## TASK INSTRUCTIONS:
Go through the data and copy each line where the word "used" shows up.

[[ TASK INPUTS open ]]

//! Read-only reference data: labware, deck, module and pipette definitions.
//!
//! Definitions arrive from an external catalog and are never mutated by the
//! engine. Field names follow the camelCase JSON layout of the catalog so that
//! definition files deserialize directly.

use serde::{Deserialize, Serialize};
use std::collections::{BTreeMap, HashMap};

use crate::config::DeckType;
use crate::types::{DeckSlotName, Dimensions, LabwareOffsetVector, ModuleModel, ModuleType, Point};

/// Build the `namespace/loadName/version` URI of a labware definition.
pub fn uri_from_details(namespace: &str, load_name: &str, version: u32) -> String {
    format!("{namespace}/{load_name}/{version}")
}

/// Labware definition.
#[derive(Debug, Clone, PartialEq, Serialize, Deserialize)]
#[serde(rename_all = "camelCase")]
pub struct LabwareDefinition {
    pub namespace: String,
    pub version: u32,
    pub parameters: LabwareParameters,
    #[serde(default)]
    pub metadata: LabwareMetadata,
    pub dimensions: LabwareDimensions,
    pub corner_offset_from_slot: Point,
    pub wells: BTreeMap<String, WellDefinition>,
    #[serde(default)]
    pub ordering: Vec<Vec<String>>,
}

impl LabwareDefinition {
    /// Unique URI of this definition.
    pub fn uri(&self) -> String {
        uri_from_details(&self.namespace, &self.parameters.load_name, self.version)
    }

    /// Overall labware dimensions.
    pub fn overall_dimensions(&self) -> Dimensions {
        Dimensions {
            x: self.dimensions.x_dimension,
            y: self.dimensions.y_dimension,
            z: self.dimensions.z_dimension,
        }
    }

    /// Well names in column-major pick order.
    pub fn ordered_wells(&self) -> impl Iterator<Item = &String> {
        self.ordering.iter().flatten()
    }
}

#[derive(Debug, Clone, PartialEq, Serialize, Deserialize)]
#[serde(rename_all = "camelCase")]
pub struct LabwareParameters {
    pub load_name: String,
    #[serde(default)]
    pub format: String,
    #[serde(default)]
    pub is_tiprack: bool,
    #[serde(default)]
    pub tip_length: Option<f64>,
    #[serde(default)]
    pub tip_overlap: Option<f64>,
    #[serde(default)]
    pub quirks: Vec<String>,
    #[serde(default)]
    pub is_magnetic_module_compatible: bool,
    #[serde(default)]
    pub magnetic_module_engage_height: Option<f64>,
}

#[derive(Debug, Clone, Default, PartialEq, Serialize, Deserialize)]
#[serde(rename_all = "camelCase")]
pub struct LabwareMetadata {
    #[serde(default)]
    pub display_name: String,
}

#[derive(Debug, Clone, Copy, PartialEq, Serialize, Deserialize)]
#[serde(rename_all = "camelCase")]
pub struct LabwareDimensions {
    pub x_dimension: f64,
    pub y_dimension: f64,
    pub z_dimension: f64,
}

/// Geometry of one well, relative to the labware origin.
#[derive(Debug, Clone, PartialEq, Serialize, Deserialize)]
#[serde(rename_all = "camelCase")]
pub struct WellDefinition {
    pub depth: f64,
    pub x: f64,
    pub y: f64,
    pub z: f64,
    pub shape: String,
    #[serde(default)]
    pub diameter: Option<f64>,
    #[serde(default)]
    pub x_dimension: Option<f64>,
    #[serde(default)]
    pub y_dimension: Option<f64>,
    #[serde(default)]
    pub total_liquid_volume: f64,
}

/// Deck layout definition.
#[derive(Debug, Clone, PartialEq, Serialize, Deserialize)]
#[serde(rename_all = "camelCase")]
pub struct DeckDefinition {
    pub ot_id: String,
    pub slots: Vec<SlotDefinition>,
}

#[derive(Debug, Clone, PartialEq, Serialize, Deserialize)]
#[serde(rename_all = "camelCase")]
pub struct SlotDefinition {
    pub id: String,
    pub position: Point,
    pub bounding_box: Dimensions,
}

impl DeckDefinition {
    /// Look up a slot by name.
    pub fn slot(&self, slot_name: DeckSlotName) -> Option<&SlotDefinition> {
        self.slots.iter().find(|slot| slot.id == slot_name.id())
    }

    /// Standard 4x3 grid used by OT-2 style decks.
    pub fn standard(deck_type: DeckType) -> Self {
        const COLUMN_X: [f64; 3] = [0.0, 132.5, 265.0];
        const ROW_Y: [f64; 4] = [0.0, 90.5, 181.0, 271.5];

        let mut slots = Vec::with_capacity(12);
        for (row, y) in ROW_Y.iter().enumerate() {
            for (col, x) in COLUMN_X.iter().enumerate() {
                slots.push(SlotDefinition {
                    id: (row * 3 + col + 1).to_string(),
                    position: Point::new(*x, *y, 0.0),
                    bounding_box: Dimensions {
                        x: 128.0,
                        y: 86.0,
                        z: 0.0,
                    },
                });
            }
        }

        Self {
            ot_id: deck_type.as_str().to_string(),
            slots,
        }
    }
}

/// Module definition.
#[derive(Debug, Clone, PartialEq, Serialize, Deserialize)]
#[serde(rename_all = "camelCase")]
pub struct ModuleDefinition {
    pub model: ModuleModel,
    pub module_type: ModuleType,
    pub dimensions: ModuleDimensions,
    pub labware_offset: Point,
    /// Per-deck, per-slot 4x4 affine transforms applied to `labware_offset`.
    #[serde(default)]
    pub slot_transforms: HashMap<String, HashMap<String, SlotTransform>>,
}

#[derive(Debug, Clone, Copy, PartialEq, Serialize, Deserialize)]
#[serde(rename_all = "camelCase")]
pub struct ModuleDimensions {
    pub bare_overall_height: f64,
    pub over_labware_height: f64,
    #[serde(default)]
    pub lid_height: Option<f64>,
}

#[derive(Debug, Clone, Copy, PartialEq, Serialize, Deserialize)]
#[serde(rename_all = "camelCase")]
pub struct SlotTransform {
    pub labware_offset: [[f64; 4]; 4],
}

impl ModuleDefinition {
    /// Offset from the slot origin to the labware origin for a module at `slot_name`.
    pub fn labware_offset_for(&self, deck_type: DeckType, slot_name: DeckSlotName) -> LabwareOffsetVector {
        let pre = [
            self.labware_offset.x,
            self.labware_offset.y,
            self.labware_offset.z,
            1.0,
        ];
        let transform = self
            .slot_transforms
            .get(deck_type.as_str())
            .and_then(|by_slot| by_slot.get(slot_name.id()));

        match transform {
            Some(xform) => {
                let m = &xform.labware_offset;
                let row = |i: usize| m[i].iter().zip(pre.iter()).map(|(a, b)| a * b).sum::<f64>();
                LabwareOffsetVector::new(row(0), row(1), row(2))
            }
            None => LabwareOffsetVector::new(pre[0], pre[1], pre[2]),
        }
    }
}

/// Static per-model pipette configuration.
#[derive(Debug, Clone, PartialEq)]
pub struct PipetteStaticConfig {
    pub model: &'static str,
    pub channels: u32,
    pub min_volume: f64,
    pub max_volume: f64,
    /// Default nominal tip overlap, used when a tip rack is not listed
    pub default_tip_overlap: f64,
    /// Fraction of the tip length to lower into a tip rack when returning a tip
    pub return_tip_scale: f64,
    /// Highest reachable nozzle z with no tip attached
    pub home_position: f64,
}

const PIPETTE_CONFIGS: &[(&str, PipetteStaticConfig)] = &[
    (
        "p20_single_gen2",
        PipetteStaticConfig {
            model: "p20_single_v2.2",
            channels: 1,
            min_volume: 1.0,
            max_volume: 20.0,
            default_tip_overlap: 8.25,
            return_tip_scale: 0.5,
            home_position: 172.15,
        },
    ),
    (
        "p300_single_gen2",
        PipetteStaticConfig {
            model: "p300_single_v2.1",
            channels: 1,
            min_volume: 20.0,
            max_volume: 300.0,
            default_tip_overlap: 8.2,
            return_tip_scale: 0.5,
            home_position: 172.15,
        },
    ),
    (
        "p1000_single_gen2",
        PipetteStaticConfig {
            model: "p1000_single_v2.2",
            channels: 1,
            min_volume: 100.0,
            max_volume: 1000.0,
            default_tip_overlap: 7.95,
            return_tip_scale: 0.5,
            home_position: 172.15,
        },
    ),
    (
        "p1000_single_gen3",
        PipetteStaticConfig {
            model: "p1000_single_v3.3",
            channels: 1,
            min_volume: 5.0,
            max_volume: 1000.0,
            default_tip_overlap: 10.5,
            return_tip_scale: 0.5,
            home_position: 230.15,
        },
    ),
];

/// Look up the static configuration for a pipette name.
pub fn pipette_config(pipette_name: &str) -> Option<&'static PipetteStaticConfig> {
    PIPETTE_CONFIGS
        .iter()
        .find(|(name, _)| *name == pipette_name)
        .map(|(_, config)| config)
}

[[ TASK INPUTS closed ]]

## RESPONSE FOR THIS EXERCISE:
    /// Standard 4x3 grid used by OT-2 style decks.
    /// Default nominal tip overlap, used when a tip rack is not listed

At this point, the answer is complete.